1. Restriction enzyme digest for 3 hours.
2. Phenol Chloroform cleanup followed by overnight ethanol precipitation.
3. Re-suspended pellets in 30 microliters of TE and ran a gel. Gel intensity and band sizes looked great. Decided to move to probe construction
1. Transcription (Set-up at room temp)
2 nanograms of DNA , 2 microliters of 10 X RNA Polymerase Buffer, 2 microliters of DTT, 0.5 microliters of RNAsin, 1.8 microliters of T7 RNA polymerase, 2 microliters each of ATP, GTP and CTP, 1.3 microliters of UTP, 0.7 microliters DIG UTP, filled to 20 microliters with PCR water
2. Allowed transcription to run for 2 hours in 37 degree water bath
3. @ conclusion of 2 hr, added 1 microliter of DNAse and placed in 37 deg. water bath for 15 minutes.

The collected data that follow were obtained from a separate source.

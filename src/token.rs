//! Token kinds and the token record produced by the lexer.
//!
//! The enumeration order here is load-bearing: the lexer's maximal-munch
//! tie-break (see [`crate::lexer`]) picks the *highest*-indexed automaton
//! still accepting when two or more tie on length, so keywords must be
//! declared after [`TokenKind::Name`] for `if`/`while`/`print`/... to win
//! over an otherwise-matching identifier.

/// The kind of a single token.
///
/// Variants up to and including [`TokenKind::Coln`] each have a
/// corresponding entry in the lexer's automaton bank
/// (see [`crate::lexer::automata::BANK`]); [`TokenKind::Sentinel`],
/// [`TokenKind::FBeg`] and [`TokenKind::FEnd`] do not participate in
/// lexing and are only ever constructed directly.
#[derive(Debug, Clone, Copy, PartialEq, Eq, Hash)]
#[repr(u8)]
pub enum TokenKind {
    Name = 0,
    Nmbr,
    Strl,
    Wspc,
    Lcom,
    Bcom,
    Lpar,
    Rpar,
    Lbra,
    Rbra,
    Lbrc,
    Rbrc,
    Cond,
    Elif,
    Else,
    Dowh,
    Whil,
    Assn,
    Equl,
    Neql,
    Lthn,
    Gthn,
    Lteq,
    Gteq,
    Conj,
    Disj,
    Plus,
    Mins,
    Mult,
    Divi,
    Modu,
    Nega,
    Prnt,
    Scol,
    Ques,
    Coln,
    /// Not produced by the lexer bank; used as the kind of the single
    /// error token appended when an input byte matches nothing.
    Sentinel,
    /// Synthetic marker prepended to every token stream.
    FBeg,
    /// Synthetic marker appended to every successfully lexed token stream.
    FEnd,
}

impl TokenKind {
    /// Number of real entries in the automaton bank (`Name..=Coln`).
    pub(crate) const BANK_LEN: usize = TokenKind::Coln as usize + 1;

    /// Trivia tokens are recognized by the lexer but never shifted onto
    /// the parser's stack.
    pub fn is_trivia(self) -> bool {
        matches!(self, TokenKind::Wspc | TokenKind::Lcom | TokenKind::Bcom)
    }

    /// Whether this kind is one of the 13 binary operators that
    /// participate in the precedence table.
    pub fn precedence(self) -> Option<u8> {
        use TokenKind::*;
        Some(match self {
            Equl | Neql => 4,
            Lthn | Gthn | Lteq | Gteq => 3,
            Conj => 5,
            Disj => 6,
            Plus | Mins => 2,
            Mult | Divi | Modu => 1,
            _ => return None,
        })
    }

    /// Human-readable text for diagnostics that don't have source text handy
    /// (sentinels have no backing bytes).
    pub fn label(self) -> &'static str {
        match self {
            TokenKind::FBeg => "^",
            TokenKind::FEnd => "$",
            TokenKind::Sentinel => "<unknown>",
            _ => "",
        }
    }
}

/// A lexed token: a kind plus the half-open byte range `begin..end` it
/// occupies in the original input buffer.
///
/// [`TokenKind::FBeg`] and [`TokenKind::FEnd`] carry an empty range at,
/// respectively, the start and the end of the buffer.
#[derive(Debug, Clone, Copy, PartialEq, Eq)]
pub struct Token {
    pub kind: TokenKind,
    pub begin: usize,
    pub end: usize,
}

impl Token {
    pub(crate) fn new(kind: TokenKind, begin: usize, end: usize) -> Self {
        Self { kind, begin, end }
    }

    /// The token's source text, given the buffer it was lexed from.
    pub fn text<'a>(&self, input: &'a [u8]) -> &'a [u8] {
        &input[self.begin..self.end]
    }

    pub fn len(&self) -> usize {
        self.end - self.begin
    }

    pub fn is_empty(&self) -> bool {
        self.begin == self.end
    }
}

4. @ conclusion of 15 min, added 1 microliter of 0.5 M EDTA
5. Added 2 microliters of 3 M NaAc and 40 microliters of 100% EtOH, placed in -20 freezer for overnight precipitation.
Part 3 Diagnostic Gel
*Digest gel looks fine
* Prednase shows weak DNA bands, strong RNA bands
* Postdnase shows strong RNA bands
* Probe has weak bands
All ran on 1% agarose gels made without EtBr, loaded with RNA Loading buffer and soaked in EtBr solution after being run. Then imaged.
PLEASE HELP ME!!!
I have only experienced PCR labelling with DIG, but already there... it works at once, another time it doesn't... and Invitro transcription is more tricky than PCR... My only guess is that the polymerases generally have a hard time incorporating DIG-dUTP... you could try to lower the amount of DIG label you use in the reaction, others have find it to work (make a search with DIG as keyword in the forums).